Required work.
In the entries below, find the line with "match (isinf_or_max(a), isinf_or_max(b))" and print exactly every line from there up to and including the line with "runs on the model's", with no other lines.

□ □ □ □ □

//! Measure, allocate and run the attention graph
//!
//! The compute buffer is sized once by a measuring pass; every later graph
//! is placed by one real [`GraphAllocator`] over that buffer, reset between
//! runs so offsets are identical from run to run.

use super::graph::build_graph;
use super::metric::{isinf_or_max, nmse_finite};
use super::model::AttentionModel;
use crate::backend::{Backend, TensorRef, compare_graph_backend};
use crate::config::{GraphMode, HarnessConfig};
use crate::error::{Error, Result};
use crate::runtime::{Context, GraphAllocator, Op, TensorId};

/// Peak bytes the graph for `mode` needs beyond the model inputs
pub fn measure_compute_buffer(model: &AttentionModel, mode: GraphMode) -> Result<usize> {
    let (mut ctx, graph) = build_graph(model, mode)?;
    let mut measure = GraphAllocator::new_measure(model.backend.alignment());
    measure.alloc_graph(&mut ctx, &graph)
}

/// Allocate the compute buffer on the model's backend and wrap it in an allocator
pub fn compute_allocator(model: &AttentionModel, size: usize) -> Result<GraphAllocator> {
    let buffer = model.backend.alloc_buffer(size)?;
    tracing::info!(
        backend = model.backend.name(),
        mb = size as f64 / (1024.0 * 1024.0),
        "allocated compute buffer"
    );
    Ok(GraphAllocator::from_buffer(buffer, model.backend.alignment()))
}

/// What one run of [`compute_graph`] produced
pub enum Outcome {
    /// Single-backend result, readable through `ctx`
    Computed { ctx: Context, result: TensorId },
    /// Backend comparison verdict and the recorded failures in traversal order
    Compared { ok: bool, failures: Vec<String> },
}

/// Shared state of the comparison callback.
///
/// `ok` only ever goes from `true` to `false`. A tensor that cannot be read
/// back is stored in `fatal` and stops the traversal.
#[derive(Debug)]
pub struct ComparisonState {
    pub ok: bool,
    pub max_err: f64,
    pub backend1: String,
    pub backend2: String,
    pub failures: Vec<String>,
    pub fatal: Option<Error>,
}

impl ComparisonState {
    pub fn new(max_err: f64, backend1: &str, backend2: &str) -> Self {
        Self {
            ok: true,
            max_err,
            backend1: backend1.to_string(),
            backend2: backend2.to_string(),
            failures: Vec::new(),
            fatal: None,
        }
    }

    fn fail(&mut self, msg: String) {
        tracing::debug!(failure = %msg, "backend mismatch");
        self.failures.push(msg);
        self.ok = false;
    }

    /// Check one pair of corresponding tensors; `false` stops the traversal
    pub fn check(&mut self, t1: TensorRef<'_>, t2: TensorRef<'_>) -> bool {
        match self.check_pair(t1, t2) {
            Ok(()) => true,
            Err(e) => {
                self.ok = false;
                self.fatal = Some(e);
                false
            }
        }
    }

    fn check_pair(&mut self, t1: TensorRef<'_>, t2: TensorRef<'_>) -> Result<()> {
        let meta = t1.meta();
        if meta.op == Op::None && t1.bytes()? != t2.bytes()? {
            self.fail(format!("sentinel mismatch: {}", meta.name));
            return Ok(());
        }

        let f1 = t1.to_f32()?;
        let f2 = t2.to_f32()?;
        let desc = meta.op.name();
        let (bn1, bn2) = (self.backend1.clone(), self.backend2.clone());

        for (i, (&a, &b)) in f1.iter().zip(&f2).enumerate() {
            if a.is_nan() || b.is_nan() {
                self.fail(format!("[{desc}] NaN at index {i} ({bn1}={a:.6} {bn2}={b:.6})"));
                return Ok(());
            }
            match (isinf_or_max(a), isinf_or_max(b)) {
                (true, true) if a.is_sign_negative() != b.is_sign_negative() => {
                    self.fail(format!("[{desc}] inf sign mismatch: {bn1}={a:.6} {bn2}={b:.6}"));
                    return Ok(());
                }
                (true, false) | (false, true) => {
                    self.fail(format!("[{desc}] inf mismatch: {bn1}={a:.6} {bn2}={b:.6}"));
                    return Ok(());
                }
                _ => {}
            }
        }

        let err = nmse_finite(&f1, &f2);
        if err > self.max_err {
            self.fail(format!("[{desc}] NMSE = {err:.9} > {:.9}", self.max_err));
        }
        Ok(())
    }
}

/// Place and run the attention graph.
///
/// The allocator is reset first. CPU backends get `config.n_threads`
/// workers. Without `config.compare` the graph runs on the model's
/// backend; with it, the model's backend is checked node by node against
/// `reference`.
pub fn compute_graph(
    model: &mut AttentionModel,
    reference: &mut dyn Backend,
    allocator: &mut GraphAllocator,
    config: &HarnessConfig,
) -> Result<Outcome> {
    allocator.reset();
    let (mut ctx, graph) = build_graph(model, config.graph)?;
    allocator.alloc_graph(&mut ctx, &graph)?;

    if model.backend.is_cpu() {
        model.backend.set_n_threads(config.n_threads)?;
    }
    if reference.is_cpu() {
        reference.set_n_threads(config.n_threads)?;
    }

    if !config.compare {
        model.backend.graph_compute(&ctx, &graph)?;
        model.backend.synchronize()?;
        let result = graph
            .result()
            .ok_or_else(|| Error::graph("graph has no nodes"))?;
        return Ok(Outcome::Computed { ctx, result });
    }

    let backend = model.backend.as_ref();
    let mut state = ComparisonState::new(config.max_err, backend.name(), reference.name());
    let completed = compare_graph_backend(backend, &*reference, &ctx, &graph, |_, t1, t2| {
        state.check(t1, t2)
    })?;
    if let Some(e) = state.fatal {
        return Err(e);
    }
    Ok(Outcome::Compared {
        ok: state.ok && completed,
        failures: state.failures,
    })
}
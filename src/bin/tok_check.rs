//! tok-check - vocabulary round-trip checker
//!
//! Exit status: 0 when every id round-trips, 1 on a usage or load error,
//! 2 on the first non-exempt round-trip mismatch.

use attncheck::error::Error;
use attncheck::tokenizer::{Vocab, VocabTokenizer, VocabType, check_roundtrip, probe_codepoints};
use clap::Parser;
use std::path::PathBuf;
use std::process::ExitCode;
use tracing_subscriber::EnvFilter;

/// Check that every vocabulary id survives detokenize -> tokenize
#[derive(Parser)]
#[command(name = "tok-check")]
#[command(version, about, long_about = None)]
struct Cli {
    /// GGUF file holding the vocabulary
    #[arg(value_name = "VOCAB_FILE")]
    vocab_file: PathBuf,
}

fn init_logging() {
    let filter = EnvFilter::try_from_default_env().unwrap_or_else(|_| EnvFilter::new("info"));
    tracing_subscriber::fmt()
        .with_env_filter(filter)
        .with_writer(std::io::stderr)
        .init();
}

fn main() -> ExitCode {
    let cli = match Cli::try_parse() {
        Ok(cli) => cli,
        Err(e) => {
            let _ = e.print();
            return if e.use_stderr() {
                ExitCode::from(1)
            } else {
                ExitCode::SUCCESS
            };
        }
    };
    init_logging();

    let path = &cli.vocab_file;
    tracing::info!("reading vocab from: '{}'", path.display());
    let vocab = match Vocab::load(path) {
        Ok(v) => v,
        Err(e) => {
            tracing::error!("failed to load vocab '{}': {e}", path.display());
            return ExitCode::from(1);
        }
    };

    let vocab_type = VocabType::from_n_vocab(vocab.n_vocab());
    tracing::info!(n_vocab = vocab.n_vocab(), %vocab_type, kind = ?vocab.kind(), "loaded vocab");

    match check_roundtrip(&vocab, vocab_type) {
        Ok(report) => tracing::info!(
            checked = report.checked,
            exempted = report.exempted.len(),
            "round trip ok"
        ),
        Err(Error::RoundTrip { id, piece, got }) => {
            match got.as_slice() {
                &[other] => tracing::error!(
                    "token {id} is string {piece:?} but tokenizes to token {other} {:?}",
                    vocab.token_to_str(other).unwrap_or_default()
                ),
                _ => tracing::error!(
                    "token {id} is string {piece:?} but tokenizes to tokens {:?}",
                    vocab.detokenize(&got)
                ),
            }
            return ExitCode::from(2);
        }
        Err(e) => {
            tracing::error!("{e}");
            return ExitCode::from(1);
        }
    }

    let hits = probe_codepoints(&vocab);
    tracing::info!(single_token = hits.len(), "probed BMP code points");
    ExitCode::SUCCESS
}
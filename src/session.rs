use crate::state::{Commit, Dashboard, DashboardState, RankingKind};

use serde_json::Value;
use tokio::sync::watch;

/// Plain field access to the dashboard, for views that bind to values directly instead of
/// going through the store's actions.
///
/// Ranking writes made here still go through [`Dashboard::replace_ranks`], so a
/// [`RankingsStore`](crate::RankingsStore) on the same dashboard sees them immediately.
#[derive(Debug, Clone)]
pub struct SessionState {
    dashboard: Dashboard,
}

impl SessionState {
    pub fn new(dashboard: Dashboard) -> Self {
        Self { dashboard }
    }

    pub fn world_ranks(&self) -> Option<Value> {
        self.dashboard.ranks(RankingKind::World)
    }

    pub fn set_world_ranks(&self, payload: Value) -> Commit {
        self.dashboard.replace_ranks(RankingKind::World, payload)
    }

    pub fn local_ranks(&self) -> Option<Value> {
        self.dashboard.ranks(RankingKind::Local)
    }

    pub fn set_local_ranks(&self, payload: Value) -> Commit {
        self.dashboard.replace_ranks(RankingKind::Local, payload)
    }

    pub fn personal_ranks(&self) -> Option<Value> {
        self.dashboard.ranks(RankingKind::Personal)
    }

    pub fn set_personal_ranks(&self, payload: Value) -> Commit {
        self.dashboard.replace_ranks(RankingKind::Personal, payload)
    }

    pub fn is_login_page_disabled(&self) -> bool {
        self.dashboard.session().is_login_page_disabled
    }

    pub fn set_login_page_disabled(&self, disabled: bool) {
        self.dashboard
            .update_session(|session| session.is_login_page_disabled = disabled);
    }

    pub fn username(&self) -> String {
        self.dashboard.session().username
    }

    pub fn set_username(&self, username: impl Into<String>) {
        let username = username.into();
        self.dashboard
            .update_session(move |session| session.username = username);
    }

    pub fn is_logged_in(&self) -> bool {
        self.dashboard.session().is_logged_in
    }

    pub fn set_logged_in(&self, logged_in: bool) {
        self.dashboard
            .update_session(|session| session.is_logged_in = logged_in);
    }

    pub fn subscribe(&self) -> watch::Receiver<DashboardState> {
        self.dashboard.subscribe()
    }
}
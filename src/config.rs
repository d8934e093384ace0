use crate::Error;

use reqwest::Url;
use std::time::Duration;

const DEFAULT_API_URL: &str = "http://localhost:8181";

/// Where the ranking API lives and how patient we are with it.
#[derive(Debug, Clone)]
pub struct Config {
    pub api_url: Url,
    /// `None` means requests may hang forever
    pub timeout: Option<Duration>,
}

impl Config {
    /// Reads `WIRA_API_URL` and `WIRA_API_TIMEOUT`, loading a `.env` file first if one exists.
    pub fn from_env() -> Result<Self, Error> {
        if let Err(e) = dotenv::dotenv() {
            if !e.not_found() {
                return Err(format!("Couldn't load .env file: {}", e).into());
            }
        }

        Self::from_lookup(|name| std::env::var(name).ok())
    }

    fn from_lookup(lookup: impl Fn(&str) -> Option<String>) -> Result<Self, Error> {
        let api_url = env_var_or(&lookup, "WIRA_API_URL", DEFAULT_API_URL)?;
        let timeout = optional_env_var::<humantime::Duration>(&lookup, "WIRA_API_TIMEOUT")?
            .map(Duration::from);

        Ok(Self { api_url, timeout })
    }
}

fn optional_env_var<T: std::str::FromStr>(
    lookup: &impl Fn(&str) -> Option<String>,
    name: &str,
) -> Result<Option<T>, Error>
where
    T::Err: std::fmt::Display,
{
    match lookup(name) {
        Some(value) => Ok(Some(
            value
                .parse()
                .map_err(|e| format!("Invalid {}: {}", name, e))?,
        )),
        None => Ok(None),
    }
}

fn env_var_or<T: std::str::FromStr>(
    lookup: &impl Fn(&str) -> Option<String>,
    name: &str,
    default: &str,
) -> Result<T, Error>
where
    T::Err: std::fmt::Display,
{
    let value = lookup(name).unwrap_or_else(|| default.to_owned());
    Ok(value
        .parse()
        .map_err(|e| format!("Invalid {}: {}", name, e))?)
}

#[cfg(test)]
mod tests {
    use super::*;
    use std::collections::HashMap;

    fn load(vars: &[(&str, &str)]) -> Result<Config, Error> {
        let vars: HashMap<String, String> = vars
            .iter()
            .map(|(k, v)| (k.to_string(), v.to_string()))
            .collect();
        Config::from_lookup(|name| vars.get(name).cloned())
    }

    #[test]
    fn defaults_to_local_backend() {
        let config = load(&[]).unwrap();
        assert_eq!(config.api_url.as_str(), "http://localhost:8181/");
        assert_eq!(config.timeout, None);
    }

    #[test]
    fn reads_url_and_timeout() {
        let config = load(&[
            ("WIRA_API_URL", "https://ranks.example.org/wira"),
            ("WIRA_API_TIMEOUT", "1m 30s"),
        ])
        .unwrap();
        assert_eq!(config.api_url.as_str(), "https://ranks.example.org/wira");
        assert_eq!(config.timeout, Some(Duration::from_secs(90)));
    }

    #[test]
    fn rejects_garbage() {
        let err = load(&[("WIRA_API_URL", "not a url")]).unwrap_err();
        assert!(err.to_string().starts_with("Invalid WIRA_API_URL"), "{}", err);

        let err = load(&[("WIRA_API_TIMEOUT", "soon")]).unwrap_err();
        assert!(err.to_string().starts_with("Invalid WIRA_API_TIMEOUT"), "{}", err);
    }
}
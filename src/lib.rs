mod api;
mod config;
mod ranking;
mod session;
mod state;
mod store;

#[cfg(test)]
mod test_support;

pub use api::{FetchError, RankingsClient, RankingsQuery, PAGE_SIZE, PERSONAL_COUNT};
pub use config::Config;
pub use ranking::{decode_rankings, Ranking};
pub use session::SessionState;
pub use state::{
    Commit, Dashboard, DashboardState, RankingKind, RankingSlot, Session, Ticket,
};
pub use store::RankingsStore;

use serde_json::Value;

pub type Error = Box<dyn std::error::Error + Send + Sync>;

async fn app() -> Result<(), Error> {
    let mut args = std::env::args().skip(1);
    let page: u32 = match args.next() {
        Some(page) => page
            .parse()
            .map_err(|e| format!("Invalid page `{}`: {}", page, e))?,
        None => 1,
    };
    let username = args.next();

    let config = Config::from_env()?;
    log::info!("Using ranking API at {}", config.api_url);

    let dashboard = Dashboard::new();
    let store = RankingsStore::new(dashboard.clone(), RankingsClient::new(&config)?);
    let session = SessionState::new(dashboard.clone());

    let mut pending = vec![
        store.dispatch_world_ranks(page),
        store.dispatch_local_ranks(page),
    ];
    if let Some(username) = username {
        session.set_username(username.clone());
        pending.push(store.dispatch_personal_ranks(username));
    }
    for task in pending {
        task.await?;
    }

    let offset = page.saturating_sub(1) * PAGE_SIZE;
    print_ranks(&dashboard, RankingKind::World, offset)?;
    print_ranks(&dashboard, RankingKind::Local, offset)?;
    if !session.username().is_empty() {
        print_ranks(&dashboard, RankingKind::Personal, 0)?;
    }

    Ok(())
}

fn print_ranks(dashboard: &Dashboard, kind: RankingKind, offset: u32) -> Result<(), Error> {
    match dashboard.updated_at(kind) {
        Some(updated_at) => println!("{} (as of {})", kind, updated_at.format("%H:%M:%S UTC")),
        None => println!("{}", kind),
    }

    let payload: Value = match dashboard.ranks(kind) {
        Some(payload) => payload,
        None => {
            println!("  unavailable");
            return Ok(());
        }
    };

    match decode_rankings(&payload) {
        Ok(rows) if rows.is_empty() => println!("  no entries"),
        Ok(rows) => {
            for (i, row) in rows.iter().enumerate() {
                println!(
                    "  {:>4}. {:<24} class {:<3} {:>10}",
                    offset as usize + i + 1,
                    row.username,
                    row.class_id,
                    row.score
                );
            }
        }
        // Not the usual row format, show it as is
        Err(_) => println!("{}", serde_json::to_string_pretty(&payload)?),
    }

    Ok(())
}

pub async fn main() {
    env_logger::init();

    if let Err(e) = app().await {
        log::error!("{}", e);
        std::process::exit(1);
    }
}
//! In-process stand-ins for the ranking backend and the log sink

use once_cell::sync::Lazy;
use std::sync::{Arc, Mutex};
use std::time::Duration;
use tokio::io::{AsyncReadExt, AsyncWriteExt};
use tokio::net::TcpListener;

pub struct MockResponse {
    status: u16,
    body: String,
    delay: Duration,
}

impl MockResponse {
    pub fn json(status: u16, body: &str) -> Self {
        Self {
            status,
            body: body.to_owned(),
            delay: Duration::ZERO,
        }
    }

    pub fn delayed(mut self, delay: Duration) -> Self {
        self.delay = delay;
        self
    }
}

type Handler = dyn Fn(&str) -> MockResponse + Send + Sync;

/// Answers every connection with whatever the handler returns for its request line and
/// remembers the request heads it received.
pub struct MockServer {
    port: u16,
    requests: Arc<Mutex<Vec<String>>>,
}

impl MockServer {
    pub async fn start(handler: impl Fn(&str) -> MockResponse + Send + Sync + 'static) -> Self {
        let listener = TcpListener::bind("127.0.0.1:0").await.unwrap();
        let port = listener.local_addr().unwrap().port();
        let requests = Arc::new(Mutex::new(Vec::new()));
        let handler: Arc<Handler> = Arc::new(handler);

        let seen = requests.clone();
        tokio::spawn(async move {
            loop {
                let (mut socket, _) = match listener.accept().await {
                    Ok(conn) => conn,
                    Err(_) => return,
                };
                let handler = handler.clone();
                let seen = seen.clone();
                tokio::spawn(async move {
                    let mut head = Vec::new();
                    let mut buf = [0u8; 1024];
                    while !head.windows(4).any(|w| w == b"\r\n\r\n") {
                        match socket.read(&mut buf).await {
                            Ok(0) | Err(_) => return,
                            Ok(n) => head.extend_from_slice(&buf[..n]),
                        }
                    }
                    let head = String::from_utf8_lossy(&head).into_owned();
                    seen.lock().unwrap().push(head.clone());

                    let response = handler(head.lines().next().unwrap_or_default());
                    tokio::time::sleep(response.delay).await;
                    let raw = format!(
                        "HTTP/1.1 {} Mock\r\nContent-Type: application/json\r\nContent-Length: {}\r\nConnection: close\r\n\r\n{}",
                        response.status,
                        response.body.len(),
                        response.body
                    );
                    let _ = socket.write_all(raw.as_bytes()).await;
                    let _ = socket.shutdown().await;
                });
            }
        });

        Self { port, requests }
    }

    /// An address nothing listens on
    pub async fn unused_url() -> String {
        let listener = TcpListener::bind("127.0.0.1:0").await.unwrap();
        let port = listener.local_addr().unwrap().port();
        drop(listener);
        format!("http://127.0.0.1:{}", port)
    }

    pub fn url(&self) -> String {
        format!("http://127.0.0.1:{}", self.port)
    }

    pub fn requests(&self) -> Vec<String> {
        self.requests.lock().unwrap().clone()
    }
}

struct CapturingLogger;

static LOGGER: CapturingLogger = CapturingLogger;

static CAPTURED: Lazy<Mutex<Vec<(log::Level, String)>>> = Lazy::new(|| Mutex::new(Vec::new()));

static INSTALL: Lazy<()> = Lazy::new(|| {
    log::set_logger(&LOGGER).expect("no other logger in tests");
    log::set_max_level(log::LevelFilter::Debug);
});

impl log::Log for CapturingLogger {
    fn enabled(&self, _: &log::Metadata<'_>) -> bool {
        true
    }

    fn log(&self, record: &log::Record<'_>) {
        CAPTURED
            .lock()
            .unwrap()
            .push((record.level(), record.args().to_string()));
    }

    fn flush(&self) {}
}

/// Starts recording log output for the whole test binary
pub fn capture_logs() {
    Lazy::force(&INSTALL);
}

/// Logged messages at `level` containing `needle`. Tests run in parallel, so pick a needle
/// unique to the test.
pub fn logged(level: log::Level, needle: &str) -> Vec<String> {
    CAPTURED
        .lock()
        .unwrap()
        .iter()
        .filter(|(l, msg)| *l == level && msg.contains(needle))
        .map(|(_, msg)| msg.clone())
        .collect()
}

□ □ □ □ □

Answer below.
            match (isinf_or_max(a), isinf_or_max(b)) {
                (true, true) if a.is_sign_negative() != b.is_sign_negative() => {
                    self.fail(format!("[{desc}] inf sign mismatch: {bn1}={a:.6} {bn2}={b:.6}"));
                    return Ok(());
                }
                (true, false) | (false, true) => {
                    self.fail(format!("[{desc}] inf mismatch: {bn1}={a:.6} {bn2}={b:.6}"));
                    return Ok(());
                }
                _ => {}
            }
        }

        let err = nmse_finite(&f1, &f2);
        if err > self.max_err {
            self.fail(format!("[{desc}] NMSE = {err:.9} > {:.9}", self.max_err));
        }
        Ok(())
    }
}

/// Place and run the attention graph.
///
/// The allocator is reset first. CPU backends get `config.n_threads`
/// workers. Without `config.compare` the graph runs on the model's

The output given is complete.